START PROVIDED DATA
use log::{debug, info, warn};
use thiserror::Error;

use crate::board::{Board, BoardError};
use crate::history::{UndoLog, UndoMode};
use crate::levels::{LevelError, LevelSource, load_level};
use crate::movement::Direction;

/// Highest level index reachable by navigation or completion.
pub const MAX_LEVEL: usize = 90;

#[derive(Debug, Clone, Copy, PartialEq, Eq)]
pub struct GameConfig {
    pub start_level: usize,
    pub max_level: usize,
    pub undo_mode: UndoMode,
}

impl Default for GameConfig {
    fn default() -> Self {
        GameConfig {
            start_level: 0,
            max_level: MAX_LEVEL,
            undo_mode: UndoMode::default(),
        }
    }
}

/// Logical commands accepted by a [`Game`].
#[derive(Debug, Clone, Copy, PartialEq, Eq)]
pub enum Command {
    Move(Direction),
    Undo,
    NextLevel,
    PreviousLevel,
    /// Reload the current level from its source, dropping the history.
    Restart,
}

/// What a command led to, beyond the board changes themselves.
#[derive(Debug, Clone, Copy, PartialEq, Eq)]
pub enum Outcome {
    /// Still on the same level.
    Playing,
    /// Navigated to (or restarted) `level`.
    LevelChanged { level: usize },
    /// `level` was completed and `next` has been loaded.
    Completed { level: usize, next: usize },
    /// The last level was completed; there is nothing left to load.
    Finished { level: usize },
}

#[derive(Debug, Error)]
pub enum GameError {
    #[error(transparent)]
    Level(#[from] LevelError),
    #[error(transparent)]
    Board(#[from] BoardError),
}

/// A play session: the current level, its board and its undo history.
///
/// One command is processed at a time. After every command the board is
/// checked for completion, and a completed level is replaced by the next one.
/// Boards are only ever replaced as a whole: when a level fails to load, the
/// session stays on the level, board and history it had.
pub struct Game {
    source: Box<dyn LevelSource>,
    config: GameConfig,
    level: usize,
    board: Board,
    history: UndoLog,
}

impl Game {
    pub fn new(source: Box<dyn LevelSource>, config: GameConfig) -> Result<Self, LevelError> {
        let level = config.start_level.min(config.max_level);
        let board = load_level(source.as_ref(), level)?;
        Ok(Game {
            source,
            config,
            level,
            board,
            history: UndoLog::new(),
        })
    }

    pub fn level(&self) -> usize {
        self.level
    }

    pub fn board(&self) -> &Board {
        &self.board
    }

    pub fn history(&self) -> &UndoLog {
        &self.history
    }

    pub fn undo_mode(&self) -> UndoMode {
        self.config.undo_mode
    }

    pub fn apply(&mut self, command: Command) -> Result<Outcome, GameError> {
        let mut outcome = Outcome::Playing;

        match command {
            Command::Move(direction) => {
                let step = self.board.move_player(direction)?;
                debug!(
                    "move {}: {} piece(s) displaced, player at {:?}",
                    direction,
                    step.displacements().len(),
                    self.board.player_position()
                );
                self.history.record(step);
            }
            Command::Undo => {
                if self
                    .history
                    .undo_last(&mut self.board, self.config.undo_mode)?
                    .is_none()
                {
                    debug!("nothing to undo");
                }
            }
            Command::NextLevel => {
                if self.level < self.config.max_level {
                    self.switch_to(self.level + 1)?;
                    outcome = Outcome::LevelChanged { level: self.level };
                } else {
                    debug!("already at the last level {}", self.level);
                }
            }
            Command::PreviousLevel => {
                if self.level > 0 {
                    self.switch_to(self.level - 1)?;
                    outcome = Outcome::LevelChanged { level: self.level };
                } else {
                    debug!("already at the first level");
                }
            }
            Command::Restart => {
                self.switch_to(self.level)?;
                outcome = Outcome::LevelChanged { level: self.level };
            }
        }

        debug_assert!(self.board.links_consistent());

        if self.board.is_complete() {
            let level = self.level;
            if level >= self.config.max_level {
                info!("completed final level {}", level);
                return Ok(Outcome::Finished { level });
            }
            info!(
                "completed level {} in {} moves ({} pushes): {}",
                level,
                self.history.len(),
                self.history.pushes(),
                self.history.moves()
            );
            self.switch_to(level + 1)?;
            return Ok(Outcome::Completed {
                level,
                next: level + 1,
            });
        }

        Ok(outcome)
    }

    /// Load `level` and install it with an empty history.
    fn switch_to(&mut self, level: usize) -> Result<(), LevelError> {
        let board = load_level(self.source.as_ref(), level).inspect_err(|err| {
            warn!("cannot switch to level {}: {}", level, err);
        })?;
        self.level = level;
        self.board = board;
        // Undo history never carries over between boards
        self.history = UndoLog::new();
        Ok(())
    }
}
END PROVIDED DATA
PROBLEM DETAILS
Please transcribe each entry exactly, keeping every word as it is.

EXERCISE RESPONSE
use log::{debug, info, warn};
use thiserror::Error;

use crate::board::{Board, BoardError};
use crate::history::{UndoLog, UndoMode};
use crate::levels::{LevelError, LevelSource, load_level};
use crate::movement::Direction;

/// Highest level index reachable by navigation or completion.
pub const MAX_LEVEL: usize = 90;

#[derive(Debug, Clone, Copy, PartialEq, Eq)]
pub struct GameConfig {
    pub start_level: usize,
    pub max_level: usize,
    pub undo_mode: UndoMode,
}

impl Default for GameConfig {
    fn default() -> Self {
        GameConfig {
            start_level: 0,
            max_level: MAX_LEVEL,
            undo_mode: UndoMode::default(),
        }
    }
}

/// Logical commands accepted by a [`Game`].
#[derive(Debug, Clone, Copy, PartialEq, Eq)]
pub enum Command {
    Move(Direction),
    Undo,
    NextLevel,
    PreviousLevel,
    /// Reload the current level from its source, dropping the history.
    Restart,
}

/// What a command led to, beyond the board changes themselves.
#[derive(Debug, Clone, Copy, PartialEq, Eq)]
pub enum Outcome {
    /// Still on the same level.
    Playing,
    /// Navigated to (or restarted) `level`.
    LevelChanged { level: usize },
    /// `level` was completed and `next` has been loaded.
    Completed { level: usize, next: usize },
    /// The last level was completed; there is nothing left to load.
    Finished { level: usize },
}

#[derive(Debug, Error)]
pub enum GameError {
    #[error(transparent)]
    Level(#[from] LevelError),
    #[error(transparent)]
    Board(#[from] BoardError),
}

/// A play session: the current level, its board and its undo history.
///
/// One command is processed at a time. After every command the board is
/// checked for completion, and a completed level is replaced by the next one.
/// Boards are only ever replaced as a whole: when a level fails to load, the
/// session stays on the level, board and history it had.
pub struct Game {
    source: Box<dyn LevelSource>,
    config: GameConfig,
    level: usize,
    board: Board,
    history: UndoLog,
}

impl Game {
    pub fn new(source: Box<dyn LevelSource>, config: GameConfig) -> Result<Self, LevelError> {
        let level = config.start_level.min(config.max_level);
        let board = load_level(source.as_ref(), level)?;
        Ok(Game {
            source,
            config,
            level,
            board,
            history: UndoLog::new(),
        })
    }

    pub fn level(&self) -> usize {
        self.level
    }

    pub fn board(&self) -> &Board {
        &self.board
    }

    pub fn history(&self) -> &UndoLog {
        &self.history
    }

    pub fn undo_mode(&self) -> UndoMode {
        self.config.undo_mode
    }

    pub fn apply(&mut self, command: Command) -> Result<Outcome, GameError> {
        let mut outcome = Outcome::Playing;

        match command {
            Command::Move(direction) => {
                let step = self.board.move_player(direction)?;
                debug!(
                    "move {}: {} piece(s) displaced, player at {:?}",
                    direction,
                    step.displacements().len(),
                    self.board.player_position()
                );
                self.history.record(step);
            }
            Command::Undo => {
                if self
                    .history
                    .undo_last(&mut self.board, self.config.undo_mode)?
                    .is_none()
                {
                    debug!("nothing to undo");
                }
            }
            Command::NextLevel => {
                if self.level < self.config.max_level {
                    self.switch_to(self.level + 1)?;
                    outcome = Outcome::LevelChanged { level: self.level };
                } else {
                    debug!("already at the last level {}", self.level);
                }
            }
            Command::PreviousLevel => {
                if self.level > 0 {
                    self.switch_to(self.level - 1)?;
                    outcome = Outcome::LevelChanged { level: self.level };
                } else {
                    debug!("already at the first level");
                }
            }
            Command::Restart => {
                self.switch_to(self.level)?;
                outcome = Outcome::LevelChanged { level: self.level };
            }
        }

        debug_assert!(self.board.links_consistent());

        if self.board.is_complete() {
            let level = self.level;
            if level >= self.config.max_level {
                info!("completed final level {}", level);
                return Ok(Outcome::Finished { level });
            }
            info!(
                "completed level {} in {} moves ({} pushes): {}",
                level,
                self.history.len(),
                self.history.pushes(),
                self.history.moves()
            );
            self.switch_to(level + 1)?;
            return Ok(Outcome::Completed {
                level,
                next: level + 1,
            });
        }

        Ok(outcome)
    }

    /// Load `level` and install it with an empty history.
    fn switch_to(&mut self, level: usize) -> Result<(), LevelError> {
        let board = load_level(self.source.as_ref(), level).inspect_err(|err| {
            warn!("cannot switch to level {}: {}", level, err);
        })?;
        self.level = level;
        self.board = board;
        // Undo history never carries over between boards
        self.history = UndoLog::new();
        Ok(())
    }
}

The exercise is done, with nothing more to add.